Reply with each record repeated exactly.

-- Stored data follows --

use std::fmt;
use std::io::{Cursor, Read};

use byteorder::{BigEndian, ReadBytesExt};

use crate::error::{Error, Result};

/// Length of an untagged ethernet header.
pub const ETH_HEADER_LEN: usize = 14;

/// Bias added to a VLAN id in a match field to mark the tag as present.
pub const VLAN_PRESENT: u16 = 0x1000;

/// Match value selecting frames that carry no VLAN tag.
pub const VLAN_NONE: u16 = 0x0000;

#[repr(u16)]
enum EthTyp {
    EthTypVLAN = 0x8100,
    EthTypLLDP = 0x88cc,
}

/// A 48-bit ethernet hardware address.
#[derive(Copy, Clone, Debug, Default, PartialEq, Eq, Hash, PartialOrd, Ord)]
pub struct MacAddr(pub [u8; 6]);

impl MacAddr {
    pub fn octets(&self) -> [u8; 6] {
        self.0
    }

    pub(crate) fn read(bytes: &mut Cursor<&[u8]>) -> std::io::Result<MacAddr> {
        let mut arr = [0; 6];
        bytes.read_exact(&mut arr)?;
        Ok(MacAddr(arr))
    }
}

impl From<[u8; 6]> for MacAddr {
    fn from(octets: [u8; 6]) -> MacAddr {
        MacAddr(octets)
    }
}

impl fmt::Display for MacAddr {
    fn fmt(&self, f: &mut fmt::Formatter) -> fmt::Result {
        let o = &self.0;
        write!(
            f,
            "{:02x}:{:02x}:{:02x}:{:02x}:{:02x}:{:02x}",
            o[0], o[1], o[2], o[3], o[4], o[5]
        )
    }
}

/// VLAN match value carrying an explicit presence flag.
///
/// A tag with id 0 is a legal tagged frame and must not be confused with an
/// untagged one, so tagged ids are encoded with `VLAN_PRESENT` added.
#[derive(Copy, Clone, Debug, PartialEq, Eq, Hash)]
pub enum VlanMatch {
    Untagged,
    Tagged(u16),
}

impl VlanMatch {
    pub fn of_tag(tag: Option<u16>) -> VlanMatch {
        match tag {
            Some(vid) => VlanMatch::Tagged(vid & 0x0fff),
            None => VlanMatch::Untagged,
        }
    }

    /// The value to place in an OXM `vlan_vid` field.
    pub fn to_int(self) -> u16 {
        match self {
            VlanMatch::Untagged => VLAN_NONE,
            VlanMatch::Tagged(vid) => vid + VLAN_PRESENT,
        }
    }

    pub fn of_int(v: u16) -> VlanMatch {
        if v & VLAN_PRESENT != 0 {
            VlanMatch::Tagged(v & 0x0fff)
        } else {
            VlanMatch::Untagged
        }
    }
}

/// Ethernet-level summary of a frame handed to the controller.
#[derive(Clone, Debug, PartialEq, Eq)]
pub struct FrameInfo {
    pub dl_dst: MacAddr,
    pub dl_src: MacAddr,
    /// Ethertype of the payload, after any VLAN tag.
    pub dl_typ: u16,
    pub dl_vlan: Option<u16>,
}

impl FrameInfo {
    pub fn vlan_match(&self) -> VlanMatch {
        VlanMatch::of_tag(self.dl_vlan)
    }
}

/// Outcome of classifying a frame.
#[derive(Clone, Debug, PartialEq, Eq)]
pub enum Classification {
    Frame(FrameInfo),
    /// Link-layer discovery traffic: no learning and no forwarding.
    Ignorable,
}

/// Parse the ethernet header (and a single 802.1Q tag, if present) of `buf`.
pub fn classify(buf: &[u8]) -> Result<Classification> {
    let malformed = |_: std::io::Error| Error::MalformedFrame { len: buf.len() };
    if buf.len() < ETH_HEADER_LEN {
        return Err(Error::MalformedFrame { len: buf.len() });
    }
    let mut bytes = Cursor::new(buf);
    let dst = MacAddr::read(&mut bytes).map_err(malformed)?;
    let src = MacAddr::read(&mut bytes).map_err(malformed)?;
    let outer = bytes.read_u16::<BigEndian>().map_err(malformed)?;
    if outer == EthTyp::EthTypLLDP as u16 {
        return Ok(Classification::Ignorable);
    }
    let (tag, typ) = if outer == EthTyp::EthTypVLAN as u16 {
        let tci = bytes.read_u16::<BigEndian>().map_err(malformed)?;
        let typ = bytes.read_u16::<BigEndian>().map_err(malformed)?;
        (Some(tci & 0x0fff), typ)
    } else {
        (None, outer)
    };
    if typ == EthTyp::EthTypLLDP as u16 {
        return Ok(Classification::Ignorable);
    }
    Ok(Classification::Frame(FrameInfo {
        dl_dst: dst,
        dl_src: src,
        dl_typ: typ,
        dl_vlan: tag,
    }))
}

-- Stored data concluded --

Answer to this problem:
use std::fmt;
use std::io::{Cursor, Read};

use byteorder::{BigEndian, ReadBytesExt};

use crate::error::{Error, Result};

/// Length of an untagged ethernet header.
pub const ETH_HEADER_LEN: usize = 14;

/// Bias added to a VLAN id in a match field to mark the tag as present.
pub const VLAN_PRESENT: u16 = 0x1000;

/// Match value selecting frames that carry no VLAN tag.
pub const VLAN_NONE: u16 = 0x0000;

#[repr(u16)]
enum EthTyp {
    EthTypVLAN = 0x8100,
    EthTypLLDP = 0x88cc,
}

/// A 48-bit ethernet hardware address.
#[derive(Copy, Clone, Debug, Default, PartialEq, Eq, Hash, PartialOrd, Ord)]
pub struct MacAddr(pub [u8; 6]);

impl MacAddr {
    pub fn octets(&self) -> [u8; 6] {
        self.0
    }

    pub(crate) fn read(bytes: &mut Cursor<&[u8]>) -> std::io::Result<MacAddr> {
        let mut arr = [0; 6];
        bytes.read_exact(&mut arr)?;
        Ok(MacAddr(arr))
    }
}

impl From<[u8; 6]> for MacAddr {
    fn from(octets: [u8; 6]) -> MacAddr {
        MacAddr(octets)
    }
}

impl fmt::Display for MacAddr {
    fn fmt(&self, f: &mut fmt::Formatter) -> fmt::Result {
        let o = &self.0;
        write!(
            f,
            "{:02x}:{:02x}:{:02x}:{:02x}:{:02x}:{:02x}",
            o[0], o[1], o[2], o[3], o[4], o[5]
        )
    }
}

/// VLAN match value carrying an explicit presence flag.
///
/// A tag with id 0 is a legal tagged frame and must not be confused with an
/// untagged one, so tagged ids are encoded with `VLAN_PRESENT` added.
#[derive(Copy, Clone, Debug, PartialEq, Eq, Hash)]
pub enum VlanMatch {
    Untagged,
    Tagged(u16),
}

impl VlanMatch {
    pub fn of_tag(tag: Option<u16>) -> VlanMatch {
        match tag {
            Some(vid) => VlanMatch::Tagged(vid & 0x0fff),
            None => VlanMatch::Untagged,
        }
    }

    /// The value to place in an OXM `vlan_vid` field.
    pub fn to_int(self) -> u16 {
        match self {
            VlanMatch::Untagged => VLAN_NONE,
            VlanMatch::Tagged(vid) => vid + VLAN_PRESENT,
        }
    }

    pub fn of_int(v: u16) -> VlanMatch {
        if v & VLAN_PRESENT != 0 {
            VlanMatch::Tagged(v & 0x0fff)
        } else {
            VlanMatch::Untagged
        }
    }
}

/// Ethernet-level summary of a frame handed to the controller.
#[derive(Clone, Debug, PartialEq, Eq)]
pub struct FrameInfo {
    pub dl_dst: MacAddr,
    pub dl_src: MacAddr,
    /// Ethertype of the payload, after any VLAN tag.
    pub dl_typ: u16,
    pub dl_vlan: Option<u16>,
}

impl FrameInfo {
    pub fn vlan_match(&self) -> VlanMatch {
        VlanMatch::of_tag(self.dl_vlan)
    }
}

/// Outcome of classifying a frame.
#[derive(Clone, Debug, PartialEq, Eq)]
pub enum Classification {
    Frame(FrameInfo),
    /// Link-layer discovery traffic: no learning and no forwarding.
    Ignorable,
}

/// Parse the ethernet header (and a single 802.1Q tag, if present) of `buf`.
pub fn classify(buf: &[u8]) -> Result<Classification> {
    let malformed = |_: std::io::Error| Error::MalformedFrame { len: buf.len() };
    if buf.len() < ETH_HEADER_LEN {
        return Err(Error::MalformedFrame { len: buf.len() });
    }
    let mut bytes = Cursor::new(buf);
    let dst = MacAddr::read(&mut bytes).map_err(malformed)?;
    let src = MacAddr::read(&mut bytes).map_err(malformed)?;
    let outer = bytes.read_u16::<BigEndian>().map_err(malformed)?;
    if outer == EthTyp::EthTypLLDP as u16 {
        return Ok(Classification::Ignorable);
    }
    let (tag, typ) = if outer == EthTyp::EthTypVLAN as u16 {
        let tci = bytes.read_u16::<BigEndian>().map_err(malformed)?;
        let typ = bytes.read_u16::<BigEndian>().map_err(malformed)?;
        (Some(tci & 0x0fff), typ)
    } else {
        (None, outer)
    };
    if typ == EthTyp::EthTypLLDP as u16 {
        return Ok(Classification::Ignorable);
    }
    Ok(Classification::Frame(FrameInfo {
        dl_dst: dst,
        dl_src: src,
        dl_typ: typ,
        dl_vlan: tag,
    }))
}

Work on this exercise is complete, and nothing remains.